Filipino Visayan medical doctor and politician from Cebu, Philippines

Osmundo "Mundo" Genson Rama (September 23, 1914 — November 13, 1998) was a Filipino Visayan physician and politician from Cebu, Philippines. He served as Governor of Cebu province (1969-1976; 1986-1988) and Vice Governor (1968-1969).

== Early life ==
The son of former Senator Vicente Rama and Catalina Genson, Osmundo G. Rama studied at Colegio de San Carlos, graduated at the University of Santo Tomas with a medical degree and passed the board exams in 1934. He also later acquired a law degree from the University of San Carlos.
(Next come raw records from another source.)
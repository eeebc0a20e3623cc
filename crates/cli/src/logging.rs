//! Logging setup for one-shot commands and the watcher

use std::path::PathBuf;

use semdex::{config::Config, dirs};
use tracing_appender::non_blocking::WorkerGuard;
use tracing_subscriber::EnvFilter;

/// Parse log level from config string
fn parse_log_level(level: &str) -> tracing::Level {
  match level.to_lowercase().as_str() {
    "off" | "error" => tracing::Level::ERROR,
    "warn" => tracing::Level::WARN,
    "info" => tracing::Level::INFO,
    "debug" => tracing::Level::DEBUG,
    "trace" => tracing::Level::TRACE,
    _ => tracing::Level::INFO,
  }
}

fn current_config() -> Config {
  let cwd = std::env::current_dir().unwrap_or_else(|_| PathBuf::from("."));
  Config::load_for_folder(&cwd)
}

/// Console logging at the configured level (RUST_LOG overrides)
pub fn init_cli_logging() {
  let level = parse_log_level(&current_config().log.level);
  let env_filter = EnvFilter::builder().with_default_directive(level.into()).from_env_lossy();

  tracing_subscriber::fmt()
    .with_env_filter(env_filter)
    .with_target(false)
    .with_writer(std::io::stderr)
    .init();
}

/// Rolling file logging for `watch`.
///
/// Returns the guard that must be kept alive for the duration of the program;
/// falls back to console logging when the log directory cannot be created.
pub fn init_watch_logging() -> Option<WorkerGuard> {
  let config = current_config();
  let level = parse_log_level(&config.log.level);
  let env_filter = EnvFilter::builder().with_default_directive(level.into()).from_env_lossy();

  let log_dir = dirs::default_log_dir();
  if std::fs::create_dir_all(&log_dir).is_err() {
    init_cli_logging();
    return None;
  }

  let file_appender = match config.log.rotation.as_str() {
    "hourly" => tracing_appender::rolling::hourly(&log_dir, "semdex.log"),
    "never" => tracing_appender::rolling::never(&log_dir, "semdex.log"),
    _ => tracing_appender::rolling::daily(&log_dir, "semdex.log"),
  };
  let (file_writer, guard) = tracing_appender::non_blocking(file_appender);

  tracing_subscriber::fmt()
    .with_env_filter(env_filter)
    .with_target(true)
    .with_ansi(false)
    .with_writer(file_writer)
    .init();

  Some(guard)
}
His son, Enrique Rama, served as Vice Governor of Cebu from 1988–1992.

== Career ==
During the first general elections on November 8, 1955, he was elected member of the Cebu City Council, and he would serve another term in 1959. In 1963, he ran for Cebu City mayor but lost to Sergio Osmeña Jr. Then, running under the Nacionalista Party, he became Vice Governor and served from 1968 to 1969.

In 1969, incumbent Governor Rene G. Espina resigned in preparation for his campaign for the Senate. Rama assumed the office of the governorship. During the 1971 elections, he was elected Governor of the province of Cebu, a position he would hold until 1976. Deciding to switch to campaign under the Liberal Party, he defeated Beatriz Durano of the Nacionalista Party in 1971. Eduardo Gullas was appointed by then President Ferdinand Marcos as governor to reorganize the provincial government and replaced Rama during the martial law years in 1976 until 1986. After the EDSA revolution, Rama was appointed in charge for the office of the governor, replacing Gullas, and served from 1986 until 1988.

During his time as governor, he advocated for agriculture and education. The President Marcos Naga Provincial High School and the agricultural building were also constructed. In addition, he endorsed the memorandum of agreement granting Cebu CFI Community Cooperative, a cooperative providing lending services to members, the lease of a vacant lot beside the Cebu Provincial Capitol building for 25 years.